Campbell, the Eagle Creek CEO, said his company moved most of its production to Indonesia. His company had paid from about 17% to 20% in what he called “legacy” tariffs. The tariffs imposed by the Trump administration in the spring roughly doubled the rates.
Like many businesses caught in the whirlwind of on-again, off-again increases, Eagle Creek held off significantly raising prices for customers by sharing the economic beating with suppliers and cutting back spending.
But that can’t last forever, Campbell said. He expects consumers to start seeing higher prices in the fall and next spring.

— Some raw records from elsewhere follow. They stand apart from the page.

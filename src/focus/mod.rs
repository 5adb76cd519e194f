//! Tab and navigation focus enforcement.
//!
//! While a work session runs, pages outside the allow-list are closed and
//! navigations to them are blocked before they complete.
//!
//! # Triggers
//!
//! 1. **Session-start sweep**: on every transition into `work`, every open
//!    page with a resolvable host that is neither pinned, internal nor
//!    allow-listed is closed.
//! 2. **Navigation check**: every top-level navigation reported while focus
//!    is active is checked; a blocked destination closes the page.
//!
//! # Error Handling
//!
//! Errors concern a single page. A malformed URL or a failed close is
//! logged and that page is skipped; the rest are still processed.

pub mod allowlist;
pub mod config;
pub mod error;

use tracing::{debug, info, warn};

use crate::bus::{BusError, Broadcaster};
use crate::types::{Navigation, NavigationVerdict, SurfaceId};

pub use allowlist::{parse_host, AllowList};
pub use config::FocusConfig;
pub use error::FocusError;

/// Sends `closePage` to a registered page and drops its registration.
///
/// # Errors
///
/// [`FocusError::TabNotFound`] when the page is not registered (or already
/// gone), [`FocusError::CloseFailed`] when delivery fails.
pub fn close_page(pages: &Broadcaster, id: SurfaceId) -> Result<(), FocusError> {
    pages.close_page(id).map_err(|e| match e {
        BusError::Closed => FocusError::TabNotFound(id),
        other => FocusError::CloseFailed(id, other.to_string()),
    })
}

// ============================================================================
// FocusEnforcer
// ============================================================================

/// Outcome of a session-start sweep.
#[derive(Debug, Clone, Default, PartialEq, Eq)]
pub struct SweepReport {
    /// Pages that were closed
    pub closed: Vec<SurfaceId>,
    /// Pages left open (allowed, internal or pinned)
    pub kept: usize,
    /// Pages skipped because of a missing/malformed URL or a failed close
    pub skipped: usize,
}

/// Allow-list policy engine.
#[derive(Debug, Clone)]
pub struct FocusEnforcer {
    allow_list: AllowList,
    internal_prefixes: Vec<String>,
}

impl Default for FocusEnforcer {
    fn default() -> Self {
        Self::from_config(&FocusConfig::default())
    }
}

impl FocusEnforcer {
    /// Creates an enforcer from configuration.
    #[must_use]
    pub fn from_config(config: &FocusConfig) -> Self {
        Self {
            allow_list: AllowList::new(&config.allow_list),
            internal_prefixes: config
                .internal_url_prefixes
                .iter()
                .map(|p| p.to_ascii_lowercase())
                .collect(),
        }
    }

    /// Returns the allow-list in use.
    pub fn allow_list(&self) -> &AllowList {
        &self.allow_list
    }

    /// Returns true for internal/system pages.
    pub fn is_internal(&self, url: &str) -> bool {
        let url = url.trim().to_ascii_lowercase();
        self.internal_prefixes
            .iter()
            .any(|prefix| url.starts_with(prefix.as_str()))
    }

    /// Returns true if `url` may stay open during a work session.
    ///
    /// # Errors
    ///
    /// Returns a [`FocusError`] if the host cannot be resolved.
    pub fn permits(&self, url: &str) -> Result<bool, FocusError> {
        if self.is_internal(url) {
            return Ok(true);
        }
        let host = parse_host(url)?;
        Ok(self.allow_list.is_allowed(&host))
    }

    /// Closes every registered page that is not allowed.
    pub fn sweep(&self, pages: &Broadcaster) -> SweepReport {
        let mut report = SweepReport::default();

        for (id, page) in pages.pages() {
            if page.pinned {
                report.kept += 1;
                continue;
            }
            let Some(url) = page.url.as_deref() else {
                report.skipped += 1;
                continue;
            };

            match self.permits(url) {
                Ok(true) => report.kept += 1,
                Ok(false) => match close_page(pages, id) {
                    Ok(()) => {
                        info!("Closed page {} ({})", id, url);
                        report.closed.push(id);
                    }
                    Err(e) => {
                        warn!("Failed to close page {}: {}", id, e);
                        report.skipped += 1;
                    }
                },
                Err(e) => {
                    debug!("Skipping page {}: {}", id, e);
                    report.skipped += 1;
                }
            }
        }

        report
    }

    /// Decides whether a navigation may proceed.
    ///
    /// Enforcement is inert unless `focus_active`; sub-frame navigations and
    /// malformed destinations are ignored.
    pub fn check_navigation(&self, navigation: &Navigation, focus_active: bool) -> NavigationVerdict {
        if !focus_active || !navigation.is_top_level() {
            return NavigationVerdict::Ignored;
        }

        match self.permits(&navigation.url) {
            Ok(true) => NavigationVerdict::Allowed,
            Ok(false) => NavigationVerdict::Blocked,
            Err(e) => {
                debug!("Ignoring navigation to {}: {}", navigation.url, e);
                NavigationVerdict::Ignored
            }
        }
    }
}

// ============================================================================
// Tests
// ============================================================================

“On an annualized basis, the incremental cost of the tariffs will be millions of dollars to us,” Campbell said. “It’s difficult for any business to absorb that magnitude in change in your cost structure on the timeline that it was pushed through.”
Mojica said Outdoor Element raised prices about 10% in April to help cover the higher tariffs. He’s holding back until the new year on considering more increases to see if “things settle down.” He has laid off a couple of people and his wife went to work for the company for free — for now.
Campbell believes the changing rates and uncertainty surrounding the administration’s policies will undermine one of the stated goals of higher tariffs — increased manufacturing in the U.S. He said boosting domestic manufacturing will require “lots of dollars and lots of time” and certainty.
Mojica is manufacturing a few of his products in the U.S., but he would like to maintain a portion of his production in China as a kind of peaceful protest. “If we are able to have commerce with a country, we are generally at peace with them.”